Sex equally satisfying with circumcised men: study

They put up a sign: "Free circumcision" for your partner when you both participate. Some couples selected themselves to participate. Women who recognize the positive role their partner's foreskin plays in their sexual experience didn't sign up. Men who find their foreskins lots of fun didn't sign up, either. Couples who wanted their male circumcised could sign up for one at no cost (although may need to wait for it). It's a profound bias.

Bad science happens. Science is good because the bad science is eventually seen for its flaws, but very bad policy may result more quickly.

Bailey said the finding might also help counter a growing reluctance of some parents to have their infant sons circumcised. "In the US, there is currently a strong movement against circumcision, especially on the West Coast," he said.

I (@IntactByDefault on Twitter) have an agenda, and that is for freedom from non-therapeutic circumcision to be recognized as everybody's right (hence the #i2 campaign). I am a part of this growing reluctance to deprive children of their right to choose genital integrity. Others have their own agendas. Some even want the world Mohawked.


If you think this blog post helps shine light on how bad science may influence bad policy, you are welcome to republish it in its entirety.


  1. The level of sexual satisfaction was not determined by objective evidence, but by the women answering survey questions before and after the circumcision was performed on their male partners. The published study provides no information on what the questions were. See:

    The published study provides no information on when the women were surveyed after the circumcision was performed. Was it shortly after the circumcision wound healed (when the guys would be horndogs because it has been weeks since they had sex) or was it after a several months or more?

    Nor does the study identify the survey questions used to determine the self-reported sexual satisfaction levels.

    The researchers wanted to prove that circumcised guys could still satisfy women. And, they proved it, one way or the other.

    This study is just one more example of bad science. See Why Most Published Research Findings Are False:

  2. Their are other reasons also, given circumcision removed a functional sex organ, the men took longer to argasm, leaving the women feeling they had longer sex and therefore more satisfied. The issue their is selfishness and not circumcision status, the circumcision made the men iunadvertantly less selfish, being less selfish can be achieved without circumcision.

  3. Intact by Default you make an important point on this. None of the trials into circ and HIV in Africa can be seen as objective. The RCTs themselves took mainly unemployed men and paid them to participate in a programme they knew was designed to promote circ as a good thing. The Cochrane people - neutral reviewers -acknowledged there was a risk of bias in the studies.

    The sexual satisfaction 'data' comes from the same stable. AIDSMAP were slightly scathing about the strange result which emerged from Krieger's study of male sexual satisfaction post circ....They pointed out that the fact that most erectile dysfunction melted away during the trial (in cut and uncut) indicates the men were "wishing to please the researchers". They indicate all the findings should be seen with caution in the light of this.
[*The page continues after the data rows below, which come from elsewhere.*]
use crate::errors::AppResult;
use crate::ui::messages::warning;
use chrono::Local;
use rusqlite::Connection;
use rusqlite::params;

/// One row of the internal `log` table.
#[derive(Debug, Clone)]
pub struct LogEntry {
    pub date: String,
    pub operation: String,
    pub target: String,
    pub message: String,
}

/// Write an internal log line into the `log` table.
pub fn sclog(conn: &Connection, operation: &str, target: &str, message: &str) -> AppResult<()> {
    let now = Local::now().to_rfc3339();

    let mut stmt = conn.prepare_cached(
        "INSERT INTO log (date, operation, target, message)
         VALUES (?1, ?2, ?3, ?4)",
    )?;

    stmt.execute(params![now, operation, target, message])?;

    Ok(())
}

/// Like [`sclog`], but a failure only prints a warning: the audit trail
/// must never make the user's operation fail.
pub fn sclog_quiet(conn: &Connection, operation: &str, target: &str, message: &str) {
    if let Err(e) = sclog(conn, operation, target, message) {
        warning(format!("Failed to write internal log: {}", e));
    }
}

pub fn load_log(conn: &Connection) -> AppResult<Vec<LogEntry>> {
    let mut stmt = conn.prepare(
        "SELECT date, operation, IFNULL(target, ''), message FROM log ORDER BY id ASC",
    )?;

    let rows = stmt.query_map([], |row| {
        Ok(LogEntry {
            date: row.get(0)?,
            operation: row.get(1)?,
            target: row.get(2)?,
            message: row.get(3)?,
        })
    })?;

    let mut out = Vec::new();
    for r in rows {
        out.push(r?);
    }
    Ok(out)
}
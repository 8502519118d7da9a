use std::fmt;
use std::sync::OnceLock;

/// ANSI colors
const RESET: &str = "\x1b[0m";
const BOLD: &str = "\x1b[1m";

const FG_BLUE: &str = "\x1b[34m";
const FG_GREEN: &str = "\x1b[32m";
const FG_YELLOW: &str = "\x1b[33m";
const FG_RED: &str = "\x1b[31m";

/// Icons
const ICON_INFO: &str = "ℹ️";
const ICON_OK: &str = "✅";
const ICON_WARN: &str = "⚠️";
const ICON_ERR: &str = "❌";

/// Honors the `NO_COLOR` convention (https://no-color.org).
pub fn colors_enabled() -> bool {
    static ENABLED: OnceLock<bool> = OnceLock::new();
    *ENABLED.get_or_init(|| std::env::var_os("NO_COLOR").is_none())
}

fn styled(color: &str, icon: &str, msg: impl fmt::Display) -> String {
    if colors_enabled() {
        format!("{}{}{} {}{}", color, BOLD, icon, RESET, msg)
    } else {
        format!("{} {}", icon, msg)
    }
}

pub fn info<T: fmt::Display>(msg: T) {
    println!("{}", styled(FG_BLUE, ICON_INFO, msg));
}

pub fn success<T: fmt::Display>(msg: T) {
    println!("{}", styled(FG_GREEN, ICON_OK, msg));
}

pub fn warning<T: fmt::Display>(msg: T) {
    println!("{}", styled(FG_YELLOW, ICON_WARN, msg));
}

pub fn error<T: fmt::Display>(msg: T) {
    eprintln!("{}", styled(FG_RED, ICON_ERR, msg));
}

/// Section header, e.g. above the seat grid.
pub fn header<T: fmt::Display>(msg: T) {
    if colors_enabled() {
        println!("{}{}==================== {}{}", FG_BLUE, BOLD, msg, RESET);
    } else {
        println!("==================== {}", msg);
    }
}
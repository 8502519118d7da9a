use crate::ui::messages::success;
use rusqlite::{Connection, OptionalExtension, Result, params};

/// Ensure that the `log` table exists.
fn ensure_log_table(conn: &Connection) -> Result<()> {
    conn.execute_batch(
        r#"
        CREATE TABLE IF NOT EXISTS log (
            id        INTEGER PRIMARY KEY AUTOINCREMENT,
            date      TEXT NOT NULL,
            operation TEXT NOT NULL,
            target    TEXT DEFAULT '',
            message   TEXT NOT NULL
        );
        "#,
    )?;
    Ok(())
}

fn is_applied(conn: &Connection, version: &str) -> Result<bool> {
    let mut stmt = conn.prepare(
        "SELECT 1 FROM log WHERE operation = 'migration_applied' AND target = ?1 LIMIT 1",
    )?;
    Ok(stmt.query_row([version], |_| Ok(())).optional()?.is_some())
}

fn mark_applied(conn: &Connection, version: &str) -> Result<()> {
    conn.execute(
        "INSERT INTO log (date, operation, target, message)
         VALUES (?1, 'migration_applied', ?2, ?3)",
        params![
            chrono::Local::now().to_rfc3339(),
            version,
            format!("Applied migration {}", version)
        ],
    )?;
    Ok(())
}

/// Namespaced key-value table holding every seat field and sketch.
fn create_storage_table(conn: &Connection) -> Result<()> {
    conn.execute_batch(
        r#"
        CREATE TABLE IF NOT EXISTS storage (
            key        TEXT PRIMARY KEY NOT NULL,
            value      TEXT NOT NULL,
            updated_at TEXT NOT NULL
        );
        "#,
    )?;
    Ok(())
}

type Migration = fn(&Connection) -> Result<()>;

const MIGRATIONS: &[(&str, Migration)] = &[("20260901_0001_create_storage", create_storage_table)];

/// Apply every migration not yet recorded in the `log` table.
pub fn run_pending_migrations(conn: &Connection) -> Result<()> {
    ensure_log_table(conn)?;

    for (version, migration) in MIGRATIONS {
        if is_applied(conn, version)? {
            continue;
        }

        let tx = conn.unchecked_transaction()?;
        migration(&tx)?;
        mark_applied(&tx, version)?;
        tx.commit()?;

        success(format!("Applied migration {}", version));
    }

    Ok(())
}

#[cfg(test)]
mod tests {
    use super::*;

    fn count_applied(conn: &Connection) -> i64 {
        conn.query_row(
            "SELECT COUNT(*) FROM log WHERE operation = 'migration_applied'",
            [],
            |row| row.get(0),
        )
        .unwrap()
    }

    #[test]
    fn migrations_are_idempotent() {
        let conn = Connection::open_in_memory().unwrap();
        run_pending_migrations(&conn).unwrap();
        run_pending_migrations(&conn).unwrap();

        assert_eq!(count_applied(&conn), MIGRATIONS.len() as i64);

        let tables: i64 = conn
            .query_row(
                "SELECT COUNT(*) FROM sqlite_master WHERE type='table' AND name='storage'",
                [],
                |row| row.get(0),
            )
            .unwrap();
        assert_eq!(tables, 1);
    }
}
We should see the female satisfaction survey in the same light - particularly as it contradicts previous research.

    Re Ian's point, where on earth do men get this idea that for women to enjoy sex it just has to be longer....? Lengthy sex is a pain, quite literally. We need stimulation in the right place which IMO is partly what the foreskin is there for... Have you never wondered where they got the idea for those 'for her pleasure' condoms which have ridges, like skin bunching up below the glans?

    Check out Solinis research - he asked couples in which the man had undergone an adult circ during their relationship what they thought. The women were even more likely to be unhappy than the men. Although most found there was a delay in orgasm only a small proportion considered this beneficial.